** EXERCISE DETAILS **
Here the requirement is to repeat every record exactly, in full.

Saved entries:

▼

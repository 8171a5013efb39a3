//! Priority scheduling of the question set.
//!
//! Every question gets a priority from the highest tier it qualifies for:
//!
//! 1. the recommended word (case-insensitive match) gets [`RECOMMENDED_PRIORITY`];
//! 2. a word with no dated history gets `1000 + U[0, 1)`, so unseen words
//!    surface early but in a different order on each pass;
//! 3. anything else gets its lateness: days since the last attempt minus
//!    the due interval for its streak.
//!
//! The result is sorted by priority, highest first, with a stable sort so
//! equal priorities keep input order. Priorities only mean something
//! relative to the other questions of the same pass.

use std::collections::HashMap;

use chrono::{DateTime, Utc};
use rand::Rng;
use serde::Serialize;

use crate::mastery::MasteryState;
use crate::model::{AttemptRecord, Question};

/// Priority of the recommended word; above anything the other tiers produce.
pub const RECOMMENDED_PRIORITY: f64 = f64::MAX;

/// Base priority of words without dated history.
pub const UNSEEN_PRIORITY: f64 = 1000.0;

/// Which rule produced a priority.
#[derive(Debug, Clone, Copy, PartialEq, Eq, Serialize)]
#[serde(rename_all = "snake_case")]
pub enum PriorityTier {
    Recommended,
    Unseen,
    Review,
}

/// A question with the priority attached by one scheduling pass.
#[derive(Debug, Clone, PartialEq, Serialize)]
pub struct ScheduledQuestion {
    pub question: Question,
    pub priority: f64,
    pub tier: PriorityTier,
    pub mastery: MasteryState,
}

/// Rank `questions` for `learner` using the thread-local RNG for jitter.
pub fn schedule<I>(
    questions: I,
    history: &[AttemptRecord],
    learner: &str,
    recommended_word: Option<&str>,
    now: DateTime<Utc>,
) -> Vec<ScheduledQuestion>
where
    I: IntoIterator<Item = Question>,
{
    schedule_with_rng(
        questions,
        history,
        learner,
        recommended_word,
        now,
        &mut rand::rng(),
    )
}

/// Rank `questions` for `learner`, drawing unseen-word jitter from `rng`.
pub fn schedule_with_rng<I, R>(
    questions: I,
    history: &[AttemptRecord],
    learner: &str,
    recommended_word: Option<&str>,
    now: DateTime<Utc>,
    rng: &mut R,
) -> Vec<ScheduledQuestion>
where
    I: IntoIterator<Item = Question>,
    R: Rng + ?Sized,
{
    let mut by_word: HashMap<&str, Vec<&AttemptRecord>> = HashMap::new();
    for record in history.iter().filter(|r| r.learner == learner) {
        by_word.entry(record.word.as_str()).or_default().push(record);
    }

    let recommended = recommended_word
        .map(str::trim)
        .filter(|w| !w.is_empty())
        .map(str::to_lowercase);

    let mut scheduled: Vec<ScheduledQuestion> = questions
        .into_iter()
        .map(|question| {
            let mastery = by_word
                .get(question.word.as_str())
                .map(|records| MasteryState::from_records(records.iter().copied()))
                .unwrap_or_default();

            let is_recommended = recommended
                .as_deref()
                .is_some_and(|w| question.word.to_lowercase() == w);

            let (tier, priority) = if is_recommended {
                (PriorityTier::Recommended, RECOMMENDED_PRIORITY)
            } else {
                match mastery.lateness_days(now) {
                    Some(lateness) => (PriorityTier::Review, lateness),
                    None => (
                        PriorityTier::Unseen,
                        UNSEEN_PRIORITY + rng.random::<f64>(),
                    ),
                }
            };

            ScheduledQuestion {
                question,
                priority,
                tier,
                mastery,
            }
        })
        .collect();

    // `sort_by` is stable.
    scheduled.sort_by(|a, b| b.priority.total_cmp(&a.priority));

    tracing::debug!(
        learner,
        questions = scheduled.len(),
        recommended = recommended.as_deref().unwrap_or(""),
        head = scheduled.first().map(|s| s.question.word.as_str()).unwrap_or(""),
        "scheduled question set"
    );

    scheduled
}

/// Strip a scheduled queue back to plain questions, keeping its order.
pub fn into_questions(scheduled: Vec<ScheduledQuestion>) -> Vec<Question> {
    scheduled.into_iter().map(|s| s.question).collect()
}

▲

** EXPECTED OUTPUT **
repository 8171a5013efb39a3
//! Priority scheduling of the question set.
//!
//! Every question gets a priority from the highest tier it qualifies for:
//!
//! 1. the recommended word (case-insensitive match) gets [`RECOMMENDED_PRIORITY`];
//! 2. a word with no dated history gets `1000 + U[0, 1)`, so unseen words
//!    surface early but in a different order on each pass;
//! 3. anything else gets its lateness: days since the last attempt minus
//!    the due interval for its streak.
//!
//! The result is sorted by priority, highest first, with a stable sort so
//! equal priorities keep input order. Priorities only mean something
//! relative to the other questions of the same pass.

use std::collections::HashMap;

use chrono::{DateTime, Utc};
use rand::Rng;
use serde::Serialize;

use crate::mastery::MasteryState;
use crate::model::{AttemptRecord, Question};

/// Priority of the recommended word; above anything the other tiers produce.
pub const RECOMMENDED_PRIORITY: f64 = f64::MAX;

/// Base priority of words without dated history.
pub const UNSEEN_PRIORITY: f64 = 1000.0;

/// Which rule produced a priority.
#[derive(Debug, Clone, Copy, PartialEq, Eq, Serialize)]
#[serde(rename_all = "snake_case")]
pub enum PriorityTier {
    Recommended,
    Unseen,
    Review,
}

/// A question with the priority attached by one scheduling pass.
#[derive(Debug, Clone, PartialEq, Serialize)]
pub struct ScheduledQuestion {
    pub question: Question,
    pub priority: f64,
    pub tier: PriorityTier,
    pub mastery: MasteryState,
}

/// Rank `questions` for `learner` using the thread-local RNG for jitter.
pub fn schedule<I>(
    questions: I,
    history: &[AttemptRecord],
    learner: &str,
    recommended_word: Option<&str>,
    now: DateTime<Utc>,
) -> Vec<ScheduledQuestion>
where
    I: IntoIterator<Item = Question>,
{
    schedule_with_rng(
        questions,
        history,
        learner,
        recommended_word,
        now,
        &mut rand::rng(),
    )
}

/// Rank `questions` for `learner`, drawing unseen-word jitter from `rng`.
pub fn schedule_with_rng<I, R>(
    questions: I,
    history: &[AttemptRecord],
    learner: &str,
    recommended_word: Option<&str>,
    now: DateTime<Utc>,
    rng: &mut R,
) -> Vec<ScheduledQuestion>
where
    I: IntoIterator<Item = Question>,
    R: Rng + ?Sized,
{
    let mut by_word: HashMap<&str, Vec<&AttemptRecord>> = HashMap::new();
    for record in history.iter().filter(|r| r.learner == learner) {
        by_word.entry(record.word.as_str()).or_default().push(record);
    }

    let recommended = recommended_word
        .map(str::trim)
        .filter(|w| !w.is_empty())
        .map(str::to_lowercase);

    let mut scheduled: Vec<ScheduledQuestion> = questions
        .into_iter()
        .map(|question| {
            let mastery = by_word
                .get(question.word.as_str())
                .map(|records| MasteryState::from_records(records.iter().copied()))
                .unwrap_or_default();

            let is_recommended = recommended
                .as_deref()
                .is_some_and(|w| question.word.to_lowercase() == w);

            let (tier, priority) = if is_recommended {
                (PriorityTier::Recommended, RECOMMENDED_PRIORITY)
            } else {
                match mastery.lateness_days(now) {
                    Some(lateness) => (PriorityTier::Review, lateness),
                    None => (
                        PriorityTier::Unseen,
                        UNSEEN_PRIORITY + rng.random::<f64>(),
                    ),
                }
            };

            ScheduledQuestion {
                question,
                priority,
                tier,
                mastery,
            }
        })
        .collect();

    // `sort_by` is stable.
    scheduled.sort_by(|a, b| b.priority.total_cmp(&a.priority));

    tracing::debug!(
        learner,
        questions = scheduled.len(),
        recommended = recommended.as_deref().unwrap_or(""),
        head = scheduled.first().map(|s| s.question.word.as_str()).unwrap_or(""),
        "scheduled question set"
    );

    scheduled
}

/// Strip a scheduled queue back to plain questions, keeping its order.
pub fn into_questions(scheduled: Vec<ScheduledQuestion>) -> Vec<Question> {
    scheduled.into_iter().map(|s| s.question).collect()
}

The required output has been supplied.